I just started sorting nickels this week after reading all the posts in this section. I sorted 2 batches of $5.00 nickels - 20 rolls. The clear plastic rolls that came from the RBC - the wifes bank - were short a nickel in each of the 8 rolls! The 2 paper ones had a dime in one of them & only 39 nickels. Only one roll was right with 40 nickels in the $2.00 roll!!
Anybody else having problems like this? I know that I will be checking the clear rolls a lot closer before I leave the bank with the next batch!!
All the rolls from the TD were correct - thats my bank.
All my rolls hand at least 1 US nickel in them most of them fairly current except for a pretty worn 1940 Jefferson - stairs? What stairs??
I was trying to figure out if it was worth sorting the high nickel & or the cupro-nickels.
I also get shorted with the plastic clam-like wrappers.
Sometimes in the paper rolls I got a dime, silver dime or a penny, 1/2/5 eurocents; the best that I got was an extra roll(I asked for 10 rolls and I got 11), other time I got rolls with 42 coins, the worst was a 35 coins.
I consider this as part of the game, sometimes you lose sometimes you win
I don't think most people deliberately short the rolls by 1 dime or 1 nickel.
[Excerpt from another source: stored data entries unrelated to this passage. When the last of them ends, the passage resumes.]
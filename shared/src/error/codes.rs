//! Unified error codes for the storefront
//!
//! Error codes are organized by category:
//! - 0xxx: General errors
//! - 1xxx: Authentication errors
//! - 2xxx: Permission errors
//! - 3xxx: Offer (coupon) errors
//! - 4xxx: Order errors
//! - 9xxx: System errors

use serde::{Deserialize, Serialize};
use std::fmt;

/// Unified error code enum
///
/// All error codes are represented as u16 values for efficient serialization
/// and cross-language compatibility (Rust, TypeScript, etc.)
#[derive(Debug, Clone, Copy, PartialEq, Eq, Hash, Serialize, Deserialize)]
#[serde(into = "u16", try_from = "u16")]
#[repr(u16)]
pub enum ErrorCode {
    // ==================== 0xxx: General ====================
    /// Operation completed successfully
    Success = 0,
    /// Unknown error
    Unknown = 1,
    /// Validation failed
    ValidationFailed = 2,
    /// Resource not found
    NotFound = 3,
    /// Resource already exists
    AlreadyExists = 4,
    /// Invalid request
    InvalidRequest = 5,
    /// Required field missing
    RequiredField = 7,
    /// Value out of range
    ValueOutOfRange = 8,

    // ==================== 1xxx: Auth ====================
    /// User is not authenticated
    NotAuthenticated = 1001,
    /// Token has expired
    TokenExpired = 1003,
    /// Token is invalid
    TokenInvalid = 1004,

    // ==================== 2xxx: Permission ====================
    /// Permission denied
    PermissionDenied = 2001,
    /// Admin role required
    AdminRequired = 2003,

    // ==================== 3xxx: Offer ====================
    /// Coupon code or cart total missing/invalid
    OfferInputInvalid = 3001,
    /// No active offer with that code
    OfferInvalidOrInactive = 3002,
    /// Offer validity window has ended
    OfferExpired = 3003,
    /// Offer validity window has not started
    OfferNotYetValid = 3004,
    /// Cart total below the offer minimum
    OfferBelowMinimumOrder = 3005,
    /// Offer redeemed as many times as allowed overall
    OfferGlobalLimitReached = 3006,
    /// Offer redeemed as many times as allowed for this user
    OfferPerUserLimitReached = 3007,
    /// Offer restricted to a customer's first order
    OfferFirstOrderOnly = 3008,
    /// Offer tracks per-user usage, guests cannot redeem it
    OfferLoginRequired = 3009,
    /// Offer code already taken
    OfferCodeExists = 3010,
    /// Offer not found (admin lookup)
    OfferNotFound = 3011,
    /// Offer definition violates an invariant
    OfferDefinitionInvalid = 3012,

    // ==================== 4xxx: Order ====================
    /// Order not found
    OrderNotFound = 4001,
    /// Order has no lines
    OrderEmpty = 4002,
    /// Order is delivered or cancelled
    OrderAlreadyTerminal = 4003,
    /// Stage value outside -1..=4
    OrderInvalidStage = 4004,
    /// Stage would move backwards
    OrderBackwardTransition = 4005,
    /// Stage skipped while strict stepping is on
    OrderStageSkipped = 4006,
    /// Customer cancel after preparation started
    OrderCannotCancel = 4007,
    /// Order already at the requested stage
    OrderAlreadyAtStage = 4008,
    /// Line quantity out of range
    OrderInvalidQuantity = 4009,

    // ==================== 9xxx: System ====================
    /// Internal server error
    InternalError = 9001,
    /// Database error
    DatabaseError = 9002,
    /// Configuration error
    ConfigError = 9005,
}

impl ErrorCode {
    #[inline]
    pub const fn code(&self) -> u16 {
        *self as u16
    }

    #[inline]
    pub const fn is_success(&self) -> bool {
        matches!(self, ErrorCode::Success)
    }

    pub const fn message(&self) -> &'static str {
        match self {
            // General
            ErrorCode::Success => "Operation completed successfully",
            ErrorCode::Unknown => "An unknown error occurred",
            ErrorCode::ValidationFailed => "Validation failed",
            ErrorCode::NotFound => "Resource not found",
            ErrorCode::AlreadyExists => "Resource already exists",
            ErrorCode::InvalidRequest => "Invalid request",
            ErrorCode::RequiredField => "Required field is missing",
            ErrorCode::ValueOutOfRange => "Value is out of range",

            // Auth
            ErrorCode::NotAuthenticated => "User is not authenticated",
            ErrorCode::TokenExpired => "Authentication token has expired",
            ErrorCode::TokenInvalid => "Authentication token is invalid",

            // Permission
            ErrorCode::PermissionDenied => "Permission denied",
            ErrorCode::AdminRequired => "Administrator role is required",

            // Offer
            ErrorCode::OfferInputInvalid => "Coupon code and a valid cart total are required",
            ErrorCode::OfferInvalidOrInactive => "Invalid or inactive coupon",
            ErrorCode::OfferExpired => "This coupon has expired",
            ErrorCode::OfferNotYetValid => "This coupon is not valid yet",
            ErrorCode::OfferBelowMinimumOrder => "Order total is below the coupon minimum",
            ErrorCode::OfferGlobalLimitReached => "This coupon has reached its usage limit",
            ErrorCode::OfferPerUserLimitReached => "You have already used this coupon",
            ErrorCode::OfferFirstOrderOnly => "This coupon is only valid on your first order",
            ErrorCode::OfferLoginRequired => "Please log in to use this coupon",
            ErrorCode::OfferCodeExists => "Coupon code already exists",
            ErrorCode::OfferNotFound => "Offer not found",
            ErrorCode::OfferDefinitionInvalid => "Offer definition is invalid",

            // Order
            ErrorCode::OrderNotFound => "Order not found",
            ErrorCode::OrderEmpty => "Order is empty",
            ErrorCode::OrderAlreadyTerminal => "Order is already delivered or cancelled",
            ErrorCode::OrderInvalidStage => "Invalid order stage",
            ErrorCode::OrderBackwardTransition => "Order stage cannot move backwards",
            ErrorCode::OrderStageSkipped => "Order stages must advance one step at a time",
            ErrorCode::OrderCannotCancel => "Order can no longer be cancelled",
            ErrorCode::OrderAlreadyAtStage => "Order is already at that stage",
            ErrorCode::OrderInvalidQuantity => "Invalid item quantity",

            // System
            ErrorCode::InternalError => "Something went wrong, please try again",
            ErrorCode::DatabaseError => "Service temporarily unavailable, please try again",
            ErrorCode::ConfigError => "Configuration error",
        }
    }
}

impl From<ErrorCode> for u16 {
    #[inline]
    fn from(code: ErrorCode) -> Self {
        code.code()
    }
}

/// Error when converting from an invalid u16 to ErrorCode
#[derive(Debug, Clone, Copy, PartialEq, Eq)]
pub struct InvalidErrorCode(pub u16);

impl fmt::Display for InvalidErrorCode {
    fn fmt(&self, f: &mut fmt::Formatter<'_>) -> fmt::Result {
        write!(f, "invalid error code: {}", self.0)
    }
}

impl std::error::Error for InvalidErrorCode {}

impl TryFrom<u16> for ErrorCode {
    type Error = InvalidErrorCode;

    fn try_from(value: u16) -> Result<Self, Self::Error> {
        match value {
            // General
            0 => Ok(ErrorCode::Success),
            1 => Ok(ErrorCode::Unknown),
            2 => Ok(ErrorCode::ValidationFailed),
            3 => Ok(ErrorCode::NotFound),
            4 => Ok(ErrorCode::AlreadyExists),
            5 => Ok(ErrorCode::InvalidRequest),
            7 => Ok(ErrorCode::RequiredField),
            8 => Ok(ErrorCode::ValueOutOfRange),

            // Auth
            1001 => Ok(ErrorCode::NotAuthenticated),
            1003 => Ok(ErrorCode::TokenExpired),
            1004 => Ok(ErrorCode::TokenInvalid),

            // Permission
            2001 => Ok(ErrorCode::PermissionDenied),
            2003 => Ok(ErrorCode::AdminRequired),

            // Offer
            3001 => Ok(ErrorCode::OfferInputInvalid),
            3002 => Ok(ErrorCode::OfferInvalidOrInactive),
            3003 => Ok(ErrorCode::OfferExpired),
            3004 => Ok(ErrorCode::OfferNotYetValid),
            3005 => Ok(ErrorCode::OfferBelowMinimumOrder),
            3006 => Ok(ErrorCode::OfferGlobalLimitReached),
            3007 => Ok(ErrorCode::OfferPerUserLimitReached),
            3008 => Ok(ErrorCode::OfferFirstOrderOnly),
            3009 => Ok(ErrorCode::OfferLoginRequired),
            3010 => Ok(ErrorCode::OfferCodeExists),
            3011 => Ok(ErrorCode::OfferNotFound),
            3012 => Ok(ErrorCode::OfferDefinitionInvalid),

            // Order
            4001 => Ok(ErrorCode::OrderNotFound),
            4002 => Ok(ErrorCode::OrderEmpty),
            4003 => Ok(ErrorCode::OrderAlreadyTerminal),
            4004 => Ok(ErrorCode::OrderInvalidStage),
            4005 => Ok(ErrorCode::OrderBackwardTransition),
            4006 => Ok(ErrorCode::OrderStageSkipped),
            4007 => Ok(ErrorCode::OrderCannotCancel),
            4008 => Ok(ErrorCode::OrderAlreadyAtStage),
            4009 => Ok(ErrorCode::OrderInvalidQuantity),

            // System
            9001 => Ok(ErrorCode::InternalError),
            9002 => Ok(ErrorCode::DatabaseError),
            9005 => Ok(ErrorCode::ConfigError),

            _ => Err(InvalidErrorCode(value)),
        }
    }
}

impl fmt::Display for ErrorCode {
    fn fmt(&self, f: &mut fmt::Formatter<'_>) -> fmt::Result {
        write!(f, "{}", self.code())
    }
}

#[cfg(test)]
mod tests {
    use super::*;

    #[test]
    fn test_code_roundtrip_through_u16() {
        for code in [
            ErrorCode::Success,
            ErrorCode::OfferBelowMinimumOrder,
            ErrorCode::OrderCannotCancel,
            ErrorCode::DatabaseError,
        ] {
            assert_eq!(ErrorCode::try_from(code.code()), Ok(code));
        }
    }

    #[test]
    fn test_unknown_code_rejected() {
        assert_eq!(ErrorCode::try_from(4242), Err(InvalidErrorCode(4242)));
    }

    #[test]
    fn test_serializes_as_number() {
        let json = serde_json::to_string(&ErrorCode::OfferLoginRequired).unwrap();
        assert_eq!(json, "3009");
        let back: ErrorCode = serde_json::from_str("4007").unwrap();
        assert_eq!(back, ErrorCode::OrderCannotCancel);
    }
}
I have had the ends on many transparent plastic rolls break off when you force in the 40th nickel or 50th dime. It is a very bad design based on thin coins (like silver which wears down much more than nickel). I just return them way I get them.
Sometime you end up a little short. Other times you get extra (usually in shotgun rolls). We are talking small money here - can't buy anything for a nickel - so I'm not too worried. I've likely also returned the odd roll short a coin by accident.
If you look at the US nickels you will see they are thicker then Canadian ones. Stack up twenty or forty of each country and the differance amounts to several coins. That is part of the reason for short plastic clam shell Canadian rolls. One US nickel in the roll may take up enough room that the last Canadian nickel does not fit comfortably. On the flip side I've seen US clam shell rolls full if Canadian nickels - that gives you a couple extra coins.
Finding dimes in the nickels and pennies help make up for the shortages too. Keep a jar for your dime finds in the pennies and nickels - they should add up to $5 rolls pretty quick.
Happy hunting :)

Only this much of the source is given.